A CRISE É DE CARÁTER



Parece que a vida não nos quer livres da angústia e da desesperança, nem sequer por pequenos momentos. O alívio que nos chega é tão passageiro que a aflição não abandona o nosso corpo. Somos reféns da cretinice e da vergonha alheia, cujas definições exatas são impróprias para este espaço e para a leitura dos cidadãos de bem.

Causa engulhos e revolta ver o desplante dos sem-caráter que, de forma acintosa, praticam os mais ignóbeis atos de canalhice, próprios dos energúmenos que não temem a lei e que se safam graças à impunidade e à impunibilidade que grassam sob a encolha sorrateira dos cúmplices, que facilitam o cometimento de crimes e dividem o butim.

Enquanto o povo ordeiro e trabalhador dorme o sono dos justos e inocentes, os delinquentes, travestidos de personalidades, corrompem o sistema e, madrugada adentro, tecem as mais sórdidas teias para o aprisionamento da ética, da lisura e da probidade. E deixam livres a imoralidade, a desonestidade e a vilania.

O cárcere para onde deveriam ir todos os infames malversadores do Tesouro serve, na maioria das vezes, para retirar a fórceps a dignidade dos comuns e manter os menos possuídos e os desgraçados a ferros. E assim caminha a desumanidade, com a população alienada e isolada do que seja, de fato, o conceito de cidadania.

Os métodos da pusilânime medida retrógrada de servir-se do povo carregam a máxima popular de que temos leis para tudo, menos para os criminosos de colarinhos multicolores, quase sempre protegidos pela carapaça rígida da corrupção irrefreável, acobertada pelos solertes calhordas de plantão.

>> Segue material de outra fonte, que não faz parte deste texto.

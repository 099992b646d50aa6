//! Persistent language preferences.
//!
//! [`PreferenceStore`] keeps the user's last-chosen source/target languages
//! in a tiny TOML file (`preferences.toml`, two string keys).  Loading never
//! fails: anything missing, unreadable, or referencing a code outside the
//! catalog falls back to the documented defaults.  Saving is best-effort and
//! synchronous — it is called at the moment a language changes so a crash
//! mid-session never loses the last confirmed choice.

use std::path::PathBuf;

use serde::{Deserialize, Serialize};

use crate::config::AppPaths;
use crate::lang::catalog::{self, AUTO_UI_CODE};

// ---------------------------------------------------------------------------
// LanguagePreferences
// ---------------------------------------------------------------------------

/// The user's current source/target language selection (UI codes).
///
/// Invariant: `target_lang` is never `"auto"`.
#[derive(Debug, Clone, PartialEq, Eq, Serialize, Deserialize)]
pub struct LanguagePreferences {
    /// Source language UI code; `"auto"` enables service-side detection.
    pub source_lang: String,
    /// Target language UI code; always a concrete language.
    pub target_lang: String,
}

impl Default for LanguagePreferences {
    fn default() -> Self {
        Self {
            source_lang: AUTO_UI_CODE.into(),
            target_lang: "en".into(),
        }
    }
}

impl LanguagePreferences {
    /// Replace any invalid field with its default.
    ///
    /// A source must be in the catalog (auto included); a target must be in
    /// the catalog and must not be the auto sentinel.
    fn sanitized(self) -> Self {
        let default = Self::default();

        let source_lang = if catalog::is_known(&self.source_lang) {
            self.source_lang
        } else {
            default.source_lang
        };

        let target_lang =
            if catalog::is_known(&self.target_lang) && self.target_lang != AUTO_UI_CODE {
                self.target_lang
            } else {
                default.target_lang
            };

        Self {
            source_lang,
            target_lang,
        }
    }
}

// ---------------------------------------------------------------------------
// PreferenceStore
// ---------------------------------------------------------------------------

/// Loads and saves [`LanguagePreferences`] at a fixed path.
#[derive(Debug, Clone)]
pub struct PreferenceStore {
    path: PathBuf,
}

impl PreferenceStore {
    /// Store backed by the platform-appropriate `preferences.toml`.
    pub fn new() -> Self {
        Self::at(AppPaths::new().preferences_file)
    }

    /// Store backed by an explicit path (useful for tests).
    pub fn at(path: PathBuf) -> Self {
        Self { path }
    }

    /// Read the persisted preferences, validating every entry against the
    /// language catalog.  Never raises — a missing file, unparsable content,
    /// or an unknown code yields the defaults (`auto` → `en`) field by field.
    pub fn load(&self) -> LanguagePreferences {
        let content = match std::fs::read_to_string(&self.path) {
            Ok(c) => c,
            Err(_) => return LanguagePreferences::default(),
        };

        match toml::from_str::<LanguagePreferences>(&content) {
            Ok(prefs) => prefs.sanitized(),
            Err(e) => {
                log::warn!(
                    "preferences: ignoring corrupt {} ({e})",
                    self.path.display()
                );
                LanguagePreferences::default()
            }
        }
    }

    /// Persist `prefs`, creating parent directories as needed.
    ///
    /// Best-effort: a persistence failure is logged and swallowed, since
    /// preferences are a convenience rather than correctness-critical state.
    pub fn save(&self, prefs: &LanguagePreferences) {
        let result = (|| -> anyhow::Result<()> {
            if let Some(parent) = self.path.parent() {
                std::fs::create_dir_all(parent)?;
            }
            let content = toml::to_string_pretty(prefs)?;
            std::fs::write(&self.path, content)?;
            Ok(())
        })();

        if let Err(e) = result {
            log::warn!("preferences: failed to save {} ({e})", self.path.display());
        }
    }
}

impl Default for PreferenceStore {
    fn default() -> Self {
        Self::new()
    }
}

// ---------------------------------------------------------------------------
// Tests
// ---------------------------------------------------------------------------

#[cfg(test)]
mod tests {
    use super::*;
    use tempfile::tempdir;

    #[test]
    fn missing_file_returns_defaults() {
        let dir = tempdir().expect("temp dir");
        let store = PreferenceStore::at(dir.path().join("preferences.toml"));

        let prefs = store.load();
        assert_eq!(prefs, LanguagePreferences::default());
        assert_eq!(prefs.source_lang, "auto");
        assert_eq!(prefs.target_lang, "en");
    }

    #[test]
    fn round_trip() {
        let dir = tempdir().expect("temp dir");
        let store = PreferenceStore::at(dir.path().join("preferences.toml"));

        let prefs = LanguagePreferences {
            source_lang: "es".into(),
            target_lang: "fr".into(),
        };
        store.save(&prefs);

        assert_eq!(store.load(), prefs);
    }

    /// Corrupt TOML must fall back to the defaults, never raise.
    #[test]
    fn corrupt_file_returns_defaults() {
        let dir = tempdir().expect("temp dir");
        let path = dir.path().join("preferences.toml");
        std::fs::write(&path, "not = [valid").expect("write");

        let store = PreferenceStore::at(path);
        assert_eq!(store.load(), LanguagePreferences::default());
    }

    /// Codes outside the catalog are replaced field by field.
    #[test]
    fn unknown_codes_fall_back_per_field() {
        let dir = tempdir().expect("temp dir");
        let path = dir.path().join("preferences.toml");
        std::fs::write(
            &path,
            "source_lang = \"es\"\ntarget_lang = \"klingon\"\n",
        )
        .expect("write");

        let prefs = PreferenceStore::at(path).load();
        assert_eq!(prefs.source_lang, "es"); // valid entry kept
        assert_eq!(prefs.target_lang, "en"); // invalid entry defaulted
    }

    /// `"auto"` is never a valid persisted target.
    #[test]
    fn auto_target_is_rejected_on_load() {
        let dir = tempdir().expect("temp dir");
        let path = dir.path().join("preferences.toml");
        std::fs::write(&path, "source_lang = \"auto\"\ntarget_lang = \"auto\"\n")
            .expect("write");

        let prefs = PreferenceStore::at(path).load();
        assert_eq!(prefs.source_lang, "auto");
        assert_eq!(prefs.target_lang, "en");
    }

    /// Saving into a path whose parent cannot be created must not panic.
    #[test]
    fn save_failure_is_swallowed() {
        let dir = tempdir().expect("temp dir");
        // A file where a directory is expected makes create_dir_all fail.
        let blocker = dir.path().join("blocker");
        std::fs::write(&blocker, "x").expect("write");

        let store = PreferenceStore::at(blocker.join("preferences.toml"));
        store.save(&LanguagePreferences::default()); // must not panic
    }
}
// ---------------------------------------------------------------------------
// SessionOrchestrator
// ---------------------------------------------------------------------------

/// Drives one translation session.
///
/// Create with [`SessionOrchestrator::new`], wrap in an `Arc`, then call
/// [`run`](Self::run) inside a tokio task.  All methods take `&self`; the
/// mutable pieces live behind their own locks so an in-flight translation
/// never blocks recording.
pub struct SessionOrchestrator {
    state: SharedSession,
    recorder: Mutex<RecordingController>,
    media: Mutex<MediaStore>,
    translator: Arc<dyn SpeechTranslator>,
    player: Arc<dyn Player>,
    prefs_store: PreferenceStore,
    /// Service base, used to resolve relative audio references.
    base_url: String,
    /// How long the finished progress bar stays visible.
    progress_hold: Duration,
    event_tx: mpsc::Sender<SessionEvent>,
}
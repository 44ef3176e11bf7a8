use std::time::Duration;

/// Default chunk size: 5 MiB.
pub const DEFAULT_CHUNK_SIZE: u64 = 5 * 1024 * 1024;

/// Chunk granularity expected by GCS-style sessions.
///
/// Every chunk except the last should be a multiple of this value, otherwise
/// the server may only commit a prefix of it.
pub const CHUNK_GRANULARITY: u64 = 256 * 1024;

/// Default timeout for a single chunk request.
pub const DEFAULT_REQUEST_TIMEOUT: Duration = Duration::from_secs(60);

/// Method used for every chunk and status request.
pub const METHOD_PUT: &str = "PUT";

/// Request header carrying the chunk length.
pub const HEADER_CONTENT_LENGTH: &str = "Content-Length";

/// Request header carrying the chunk position within the object.
pub const HEADER_CONTENT_RANGE: &str = "Content-Range";

/// Response header reporting the committed prefix on a `308`.
pub const HEADER_RANGE: &str = "Range";

/// Object finalized (existing object overwritten).
pub const STATUS_OK: u16 = 200;

/// Object finalized (new object created).
pub const STATUS_CREATED: u16 = 201;

/// Resume Incomplete: the session expects more bytes.
pub const STATUS_RESUME_INCOMPLETE: u16 = 308;

/// Request Timeout. A 4xx that is still worth retrying.
pub const STATUS_REQUEST_TIMEOUT: u16 = 408;

/// Too Many Requests. A 4xx that is still worth retrying.
pub const STATUS_TOO_MANY_REQUESTS: u16 = 429;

O cinismo e a incompetência andam de braços dados nas terras de ninguém. As promessas e as bravatas pululam antes e depois das eleições. As promessas em pouquíssimo tempo são varridas para debaixo dos tapetes. As bravatas, ao contrário, são regozijadas pelos bajuladores, arautos e servis membros da seleta turma corporativista que bebe, come e dorme a expensas dos contribuintes, já sopesados pela cruel, escorchante e irreformável carga tributária.

Traz indignação ler as notícias sobre o enriquecimento sem causa na política, os desvios na Petrobras, o financiamento de obras não autorizadas em países estrangeiros, a falta de verbas para infraestrutura, aeroportos, portos, metrôs, escolas, hospitais e segurança pública no país, a negligência criminosa com o Anel Rodoviário de Belo Horizonte e com as rodovias estaduais e federais, o descaso e a arrogância das autoridades que governam para si, e não para o povo, o extermínio gradual do meio ambiente, a escassez de água que assusta a todos e, por fim, a degradante continuação da falta de caráter, que resulta sempre na impunidade, porquanto o povo tenha memória curta e não exija o efetivo cumprimento da Constituição.

Causa tristeza falar para as paredes, assistir a tudo isso e muito mais e não poder deletar da vida pública os autores das ilicitudes, colocar na cadeia os ladrões de vidas e banir da sociedade os destruidores de sonhos.

Wilson Campos (Advogado/Presidente da Comissão de Defesa da Cidadania e dos Interesses Coletivos da Sociedade, da OAB/MG). 

(Este artigo mereceu publicação do jornal O TEMPO, edição de sábado, 26/09/2015, pág. 19).